* _REQUIREMENT_
Return verbatim every line from the first line of the data below to the line that contains "Drawing side of the terminal.", inclusive, and no further.

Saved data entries

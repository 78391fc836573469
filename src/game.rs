use std::thread::sleep;

use log::{info, warn};

use crate::config::Config;
use crate::engine::{GameState, Status};
use crate::error::{Result, ViewportTooSmall};
use crate::food::FoodPicker;
use crate::snake::Direction;
use crate::TermInt;

#[derive(Copy, Clone, Debug, PartialEq, Eq)]
pub enum Key {
    Turn(Direction),
    Quit,
    Restart,
    Other,
}

/// Drawing side of the terminal.
pub trait Screen {
    /// Current terminal size as `(rows, cols)`.
    fn viewport(&mut self) -> Result<(TermInt, TermInt)>;
    fn render(&mut self, state: &GameState) -> Result<()>;
    fn show_game_over(&mut self, state: &GameState) -> Result<()>;
    fn show_too_small(&mut self, err: &ViewportTooSmall) -> Result<()>;
}

/// Input side of the terminal.
pub trait Keyboard {
    /// Never blocks. At most one key comes back per call.
    fn poll_key(&mut self) -> Result<Option<Key>>;
    fn wait_key(&mut self) -> Result<Key>;
}

/// How a round ended, as reported back from [`SnakeGame::run`].
#[derive(Copy, Clone, Debug, PartialEq, Eq)]
pub struct Round {
    pub score: u32,
    /// `Running` when the player quit mid-round.
    pub status: Status,
}

pub fn ensure_fits(required: (TermInt, TermInt), actual: (TermInt, TermInt)) -> std::result::Result<(), ViewportTooSmall> {
    let ((required_rows, required_cols), (actual_rows, actual_cols)) = (required, actual);

    if actual_rows >= required_rows && actual_cols >= required_cols {
        Ok(())
    } else {
        Err(ViewportTooSmall { required_rows, required_cols, actual_rows, actual_cols })
    }
}

pub struct SnakeGame<T, P> {
    config: Config,
    term: T,
    picker: P,
}

impl<T: Screen + Keyboard, P: FoodPicker> SnakeGame<T, P> {
    pub fn new(config: Config, term: T, picker: P) -> Self {
        SnakeGame { config, term, picker }
    }

    pub fn terminal_mut(&mut self) -> &mut T {
        &mut self.term
    }

    pub fn into_terminal(self) -> T {
        self.term
    }

    /// Plays rounds until the player quits. Each finished or abandoned round
    /// is returned in order.
    pub fn run(&mut self) -> Result<Vec<Round>> {
        let mut rounds = vec![];

        loop {
            self.check_viewport()?;

            let mut state = GameState::initialize(self.config, &mut self.picker);
            info!("round {} started", rounds.len() + 1);
            self.term.render(&state)?;

            let quit = self.play(&mut state)?;
            rounds.push(Round { score: state.score(), status: state.status() });

            if quit {
                info!("quit during round with score {}", state.score());
                return Ok(rounds);
            }

            self.term.show_game_over(&state)?;

            if !self.wait_for_restart()? {
                info!("quit after game over");
                return Ok(rounds);
            }
            info!("restarting");
        }
    }

    ///////////////////////////////////////////////////////////////////////////

    fn check_viewport(&mut self) -> Result<()> {
        let actual = self.term.viewport()?;

        if let Err(too_small) = ensure_fits(self.config.required_viewport(), actual) {
            warn!("{}", too_small);
            self.term.show_too_small(&too_small)?;
            self.term.wait_key()?;
            return Err(too_small.into());
        }

        Ok(())
    }

    /// Runs ticks until the round is over. Returns true if the player quit.
    fn play(&mut self, state: &mut GameState) -> Result<bool> {
        while !state.is_over() {
            match self.term.poll_key()? {
                Some(Key::Quit) => return Ok(true),
                Some(Key::Turn(dir)) => state.change_direction(dir),
                _ => {}
            }

            state.advance_tick(&mut self.picker);
            self.term.render(state)?;

            sleep(self.config.tick_interval());
        }

        Ok(false)
    }

    fn wait_for_restart(&mut self) -> Result<bool> {
        loop {
            match self.term.wait_key()? {
                Key::Restart => return Ok(true),
                Key::Quit => return Ok(false),
                _ => {}
            }
        }
    }
}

* _TASK ANSWER_
repository 78391fc836573469
filename src/game.rs
use std::thread::sleep;

use log::{info, warn};

use crate::config::Config;
use crate::engine::{GameState, Status};
use crate::error::{Result, ViewportTooSmall};
use crate::food::FoodPicker;
use crate::snake::Direction;
use crate::TermInt;

#[derive(Copy, Clone, Debug, PartialEq, Eq)]
pub enum Key {
    Turn(Direction),
    Quit,
    Restart,
    Other,
}

/// Drawing side of the terminal.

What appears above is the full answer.